[[ SUPPLIED MATERIAL open ]]

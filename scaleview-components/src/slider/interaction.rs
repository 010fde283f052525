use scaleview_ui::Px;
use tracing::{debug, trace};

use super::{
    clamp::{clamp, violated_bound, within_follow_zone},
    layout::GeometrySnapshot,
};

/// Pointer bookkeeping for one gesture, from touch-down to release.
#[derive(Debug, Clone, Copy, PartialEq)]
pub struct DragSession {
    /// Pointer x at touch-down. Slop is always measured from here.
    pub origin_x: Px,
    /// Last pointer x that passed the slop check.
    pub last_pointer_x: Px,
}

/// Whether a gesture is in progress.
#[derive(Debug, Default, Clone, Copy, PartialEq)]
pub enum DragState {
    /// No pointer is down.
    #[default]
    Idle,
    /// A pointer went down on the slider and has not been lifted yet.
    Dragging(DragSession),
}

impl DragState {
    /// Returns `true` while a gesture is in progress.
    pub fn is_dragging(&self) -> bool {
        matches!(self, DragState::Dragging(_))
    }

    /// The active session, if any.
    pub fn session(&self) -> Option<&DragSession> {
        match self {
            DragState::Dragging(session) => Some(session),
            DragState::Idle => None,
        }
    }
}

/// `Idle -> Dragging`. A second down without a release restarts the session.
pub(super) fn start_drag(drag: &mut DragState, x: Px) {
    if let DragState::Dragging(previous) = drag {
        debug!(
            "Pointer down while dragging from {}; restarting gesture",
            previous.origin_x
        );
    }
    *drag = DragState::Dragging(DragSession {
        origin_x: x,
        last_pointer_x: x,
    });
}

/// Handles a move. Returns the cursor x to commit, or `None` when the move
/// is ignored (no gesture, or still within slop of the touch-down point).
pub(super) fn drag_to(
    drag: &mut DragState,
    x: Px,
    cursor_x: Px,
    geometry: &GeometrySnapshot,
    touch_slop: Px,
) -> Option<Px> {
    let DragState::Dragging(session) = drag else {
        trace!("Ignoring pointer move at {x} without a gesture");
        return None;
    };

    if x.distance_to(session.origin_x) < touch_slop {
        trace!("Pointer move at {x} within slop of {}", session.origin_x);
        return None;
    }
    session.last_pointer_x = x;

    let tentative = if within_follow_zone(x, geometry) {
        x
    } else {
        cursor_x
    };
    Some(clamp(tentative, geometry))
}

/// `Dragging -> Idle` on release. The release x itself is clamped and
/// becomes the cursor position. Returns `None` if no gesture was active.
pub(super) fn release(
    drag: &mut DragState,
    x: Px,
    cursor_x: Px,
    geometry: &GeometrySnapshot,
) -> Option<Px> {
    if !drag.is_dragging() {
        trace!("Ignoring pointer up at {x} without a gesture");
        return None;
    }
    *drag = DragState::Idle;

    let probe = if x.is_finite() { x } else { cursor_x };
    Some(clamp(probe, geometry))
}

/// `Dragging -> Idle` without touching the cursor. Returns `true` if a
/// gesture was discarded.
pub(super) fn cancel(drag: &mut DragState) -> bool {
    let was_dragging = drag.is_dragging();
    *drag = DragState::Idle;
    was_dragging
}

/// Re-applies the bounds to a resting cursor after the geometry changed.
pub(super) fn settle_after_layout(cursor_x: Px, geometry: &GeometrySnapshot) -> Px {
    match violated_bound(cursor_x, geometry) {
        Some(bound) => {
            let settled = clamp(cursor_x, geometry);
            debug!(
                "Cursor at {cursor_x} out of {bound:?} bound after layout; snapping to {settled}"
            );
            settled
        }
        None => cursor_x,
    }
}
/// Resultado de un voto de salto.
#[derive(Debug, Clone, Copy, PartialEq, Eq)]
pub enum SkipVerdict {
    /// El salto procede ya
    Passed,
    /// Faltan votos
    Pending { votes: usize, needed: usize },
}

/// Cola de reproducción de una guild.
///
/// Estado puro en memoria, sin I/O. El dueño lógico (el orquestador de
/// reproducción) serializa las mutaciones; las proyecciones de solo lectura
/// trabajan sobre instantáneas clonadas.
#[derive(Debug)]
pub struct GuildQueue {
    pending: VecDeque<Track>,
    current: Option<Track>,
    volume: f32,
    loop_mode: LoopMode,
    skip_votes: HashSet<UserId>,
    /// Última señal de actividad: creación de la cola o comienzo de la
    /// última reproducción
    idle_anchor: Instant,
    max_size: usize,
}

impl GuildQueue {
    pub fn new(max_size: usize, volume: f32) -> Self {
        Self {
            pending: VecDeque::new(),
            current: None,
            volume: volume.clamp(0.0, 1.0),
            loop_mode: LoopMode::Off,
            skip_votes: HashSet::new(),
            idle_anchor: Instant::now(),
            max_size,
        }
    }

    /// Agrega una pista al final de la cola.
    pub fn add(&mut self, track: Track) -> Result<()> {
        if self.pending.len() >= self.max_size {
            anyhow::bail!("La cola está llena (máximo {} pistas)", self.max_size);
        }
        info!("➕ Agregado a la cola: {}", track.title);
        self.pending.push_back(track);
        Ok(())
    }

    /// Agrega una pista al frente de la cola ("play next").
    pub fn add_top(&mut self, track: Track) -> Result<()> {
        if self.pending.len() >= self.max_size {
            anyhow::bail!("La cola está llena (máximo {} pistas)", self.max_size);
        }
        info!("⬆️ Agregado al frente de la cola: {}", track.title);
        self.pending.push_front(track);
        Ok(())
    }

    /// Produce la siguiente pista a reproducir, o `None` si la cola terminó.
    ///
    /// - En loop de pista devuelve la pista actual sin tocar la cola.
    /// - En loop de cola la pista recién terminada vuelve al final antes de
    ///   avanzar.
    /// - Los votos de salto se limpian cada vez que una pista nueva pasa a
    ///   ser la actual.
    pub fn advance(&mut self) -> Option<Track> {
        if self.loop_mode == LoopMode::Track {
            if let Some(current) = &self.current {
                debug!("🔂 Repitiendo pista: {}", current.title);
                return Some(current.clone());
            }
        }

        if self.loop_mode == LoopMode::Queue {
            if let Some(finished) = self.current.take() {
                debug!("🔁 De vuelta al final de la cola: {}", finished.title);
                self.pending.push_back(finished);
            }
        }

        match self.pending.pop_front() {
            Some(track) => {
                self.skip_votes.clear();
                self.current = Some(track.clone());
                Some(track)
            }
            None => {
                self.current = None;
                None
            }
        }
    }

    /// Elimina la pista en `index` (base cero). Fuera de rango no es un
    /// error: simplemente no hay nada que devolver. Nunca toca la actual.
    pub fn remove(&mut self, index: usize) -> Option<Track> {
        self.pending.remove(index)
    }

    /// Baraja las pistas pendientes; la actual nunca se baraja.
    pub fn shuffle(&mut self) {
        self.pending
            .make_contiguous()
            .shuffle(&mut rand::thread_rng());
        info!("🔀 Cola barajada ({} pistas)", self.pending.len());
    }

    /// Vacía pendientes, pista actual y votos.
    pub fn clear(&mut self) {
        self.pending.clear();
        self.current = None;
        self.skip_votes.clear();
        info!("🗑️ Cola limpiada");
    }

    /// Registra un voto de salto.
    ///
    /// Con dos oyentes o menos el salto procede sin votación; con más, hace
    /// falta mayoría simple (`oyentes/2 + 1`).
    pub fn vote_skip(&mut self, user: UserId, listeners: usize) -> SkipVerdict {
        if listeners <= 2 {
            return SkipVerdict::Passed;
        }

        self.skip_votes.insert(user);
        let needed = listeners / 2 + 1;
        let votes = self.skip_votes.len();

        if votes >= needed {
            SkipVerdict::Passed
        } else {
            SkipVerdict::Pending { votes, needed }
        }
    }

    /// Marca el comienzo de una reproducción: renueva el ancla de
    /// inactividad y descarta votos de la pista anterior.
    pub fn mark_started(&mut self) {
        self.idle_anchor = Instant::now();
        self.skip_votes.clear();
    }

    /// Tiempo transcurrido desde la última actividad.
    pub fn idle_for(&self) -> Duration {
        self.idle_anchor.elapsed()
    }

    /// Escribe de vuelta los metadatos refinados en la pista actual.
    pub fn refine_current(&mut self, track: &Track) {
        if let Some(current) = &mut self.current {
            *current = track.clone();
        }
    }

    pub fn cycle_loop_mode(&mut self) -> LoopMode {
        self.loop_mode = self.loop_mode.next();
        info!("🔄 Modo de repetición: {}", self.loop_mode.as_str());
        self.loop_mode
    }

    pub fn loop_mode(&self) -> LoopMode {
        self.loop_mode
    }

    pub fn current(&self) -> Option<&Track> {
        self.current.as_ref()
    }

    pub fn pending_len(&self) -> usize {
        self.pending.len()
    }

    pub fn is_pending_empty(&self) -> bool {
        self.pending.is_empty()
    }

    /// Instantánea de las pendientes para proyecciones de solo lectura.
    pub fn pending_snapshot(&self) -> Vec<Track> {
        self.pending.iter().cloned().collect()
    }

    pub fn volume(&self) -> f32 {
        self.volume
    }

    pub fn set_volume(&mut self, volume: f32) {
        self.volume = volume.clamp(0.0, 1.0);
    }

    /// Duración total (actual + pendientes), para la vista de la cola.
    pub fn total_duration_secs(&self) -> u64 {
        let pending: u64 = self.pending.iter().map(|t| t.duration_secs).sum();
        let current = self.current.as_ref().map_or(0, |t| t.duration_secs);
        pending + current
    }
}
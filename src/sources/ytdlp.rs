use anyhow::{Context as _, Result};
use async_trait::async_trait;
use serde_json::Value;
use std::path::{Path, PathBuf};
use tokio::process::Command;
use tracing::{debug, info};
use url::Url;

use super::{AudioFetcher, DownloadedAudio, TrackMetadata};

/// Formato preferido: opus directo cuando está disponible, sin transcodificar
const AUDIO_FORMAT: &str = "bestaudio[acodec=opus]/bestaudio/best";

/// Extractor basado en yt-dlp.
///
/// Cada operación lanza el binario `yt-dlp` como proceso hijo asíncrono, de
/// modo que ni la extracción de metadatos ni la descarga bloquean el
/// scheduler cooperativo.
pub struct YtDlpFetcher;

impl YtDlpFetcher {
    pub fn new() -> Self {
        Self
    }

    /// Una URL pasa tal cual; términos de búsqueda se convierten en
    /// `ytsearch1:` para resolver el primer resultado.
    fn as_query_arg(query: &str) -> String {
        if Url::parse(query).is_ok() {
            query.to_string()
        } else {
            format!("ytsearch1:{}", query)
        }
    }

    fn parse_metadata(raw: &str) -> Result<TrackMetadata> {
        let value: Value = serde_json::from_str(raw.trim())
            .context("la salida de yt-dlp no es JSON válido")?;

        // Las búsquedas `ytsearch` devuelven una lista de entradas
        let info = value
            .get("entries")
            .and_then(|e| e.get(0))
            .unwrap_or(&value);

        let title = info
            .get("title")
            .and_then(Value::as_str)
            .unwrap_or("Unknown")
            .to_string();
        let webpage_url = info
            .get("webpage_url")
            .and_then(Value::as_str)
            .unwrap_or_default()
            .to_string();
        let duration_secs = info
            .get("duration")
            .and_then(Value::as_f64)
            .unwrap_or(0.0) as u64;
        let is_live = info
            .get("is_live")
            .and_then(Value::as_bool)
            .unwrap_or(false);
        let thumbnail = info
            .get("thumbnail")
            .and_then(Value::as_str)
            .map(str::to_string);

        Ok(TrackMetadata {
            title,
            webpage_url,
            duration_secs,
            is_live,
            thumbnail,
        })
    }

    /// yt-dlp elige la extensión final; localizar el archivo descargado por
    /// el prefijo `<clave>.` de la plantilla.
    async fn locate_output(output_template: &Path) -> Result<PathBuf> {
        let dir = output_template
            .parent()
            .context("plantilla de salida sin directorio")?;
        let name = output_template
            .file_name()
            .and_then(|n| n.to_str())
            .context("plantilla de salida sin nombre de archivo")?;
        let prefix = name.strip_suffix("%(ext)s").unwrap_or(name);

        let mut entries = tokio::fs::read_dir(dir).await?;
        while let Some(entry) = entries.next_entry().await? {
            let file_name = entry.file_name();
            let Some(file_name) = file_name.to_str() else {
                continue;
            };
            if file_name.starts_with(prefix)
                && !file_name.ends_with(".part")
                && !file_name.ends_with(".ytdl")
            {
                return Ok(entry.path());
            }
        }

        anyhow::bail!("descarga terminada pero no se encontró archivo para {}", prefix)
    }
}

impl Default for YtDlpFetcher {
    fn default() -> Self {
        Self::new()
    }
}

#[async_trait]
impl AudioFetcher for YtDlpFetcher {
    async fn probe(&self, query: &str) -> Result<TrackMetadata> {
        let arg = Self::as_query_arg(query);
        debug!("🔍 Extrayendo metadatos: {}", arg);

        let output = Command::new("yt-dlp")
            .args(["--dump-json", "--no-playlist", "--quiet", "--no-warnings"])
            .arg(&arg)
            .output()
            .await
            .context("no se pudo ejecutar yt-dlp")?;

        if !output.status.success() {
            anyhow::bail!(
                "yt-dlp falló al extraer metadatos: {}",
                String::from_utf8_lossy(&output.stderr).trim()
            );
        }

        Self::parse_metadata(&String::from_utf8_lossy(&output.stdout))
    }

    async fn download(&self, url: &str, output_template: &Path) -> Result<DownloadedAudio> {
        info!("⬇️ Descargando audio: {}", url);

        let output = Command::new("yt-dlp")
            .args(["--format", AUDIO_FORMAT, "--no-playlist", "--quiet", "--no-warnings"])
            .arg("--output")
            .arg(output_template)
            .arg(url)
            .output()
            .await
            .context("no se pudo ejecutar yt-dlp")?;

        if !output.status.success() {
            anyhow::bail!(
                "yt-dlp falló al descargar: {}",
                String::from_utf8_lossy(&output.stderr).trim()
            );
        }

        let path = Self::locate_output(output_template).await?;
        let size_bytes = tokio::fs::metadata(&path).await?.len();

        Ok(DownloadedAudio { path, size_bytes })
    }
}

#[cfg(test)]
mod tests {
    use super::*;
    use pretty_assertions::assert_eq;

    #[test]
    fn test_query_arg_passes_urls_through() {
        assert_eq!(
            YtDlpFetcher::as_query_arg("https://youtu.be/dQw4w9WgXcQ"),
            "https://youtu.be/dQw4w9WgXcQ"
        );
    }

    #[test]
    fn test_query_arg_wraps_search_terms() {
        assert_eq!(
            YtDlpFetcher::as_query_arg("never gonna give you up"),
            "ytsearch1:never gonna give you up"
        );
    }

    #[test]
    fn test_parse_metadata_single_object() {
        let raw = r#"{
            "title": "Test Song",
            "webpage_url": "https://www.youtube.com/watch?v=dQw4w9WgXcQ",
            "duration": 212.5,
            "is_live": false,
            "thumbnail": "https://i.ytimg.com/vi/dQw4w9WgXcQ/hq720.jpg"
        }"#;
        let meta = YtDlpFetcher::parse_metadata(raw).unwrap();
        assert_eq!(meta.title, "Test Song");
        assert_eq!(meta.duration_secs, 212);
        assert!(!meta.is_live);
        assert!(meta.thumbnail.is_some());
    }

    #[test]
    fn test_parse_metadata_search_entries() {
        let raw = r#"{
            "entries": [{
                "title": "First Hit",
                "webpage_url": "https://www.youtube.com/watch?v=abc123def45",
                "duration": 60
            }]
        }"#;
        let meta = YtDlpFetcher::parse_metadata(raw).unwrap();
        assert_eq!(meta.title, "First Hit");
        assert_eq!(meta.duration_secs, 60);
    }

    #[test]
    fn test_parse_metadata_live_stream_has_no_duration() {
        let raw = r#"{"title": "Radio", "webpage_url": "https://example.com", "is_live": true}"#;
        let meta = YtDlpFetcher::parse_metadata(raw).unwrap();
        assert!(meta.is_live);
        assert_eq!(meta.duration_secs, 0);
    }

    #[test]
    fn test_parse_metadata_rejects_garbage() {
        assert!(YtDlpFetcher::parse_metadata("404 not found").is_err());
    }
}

[[ SUPPLIED MATERIAL closed ]]

TASK DESCRIPTION
Your task is to reproduce the entries exactly, starting at the first line and ending with the line containing "#[derive(Debug, Default, Clone, Copy, PartialEq)]".

RESPONSE TO THE TASK
filename scaleview-components/src/slider/interaction.rs
repository 010fde283f052525
use scaleview_ui::Px;
use tracing::{debug, trace};

use super::{
    clamp::{clamp, violated_bound, within_follow_zone},
    layout::GeometrySnapshot,
};

/// Pointer bookkeeping for one gesture, from touch-down to release.
#[derive(Debug, Clone, Copy, PartialEq)]
pub struct DragSession {
    /// Pointer x at touch-down. Slop is always measured from here.
    pub origin_x: Px,
    /// Last pointer x that passed the slop check.
    pub last_pointer_x: Px,
}

/// Whether a gesture is in progress.
#[derive(Debug, Default, Clone, Copy, PartialEq)]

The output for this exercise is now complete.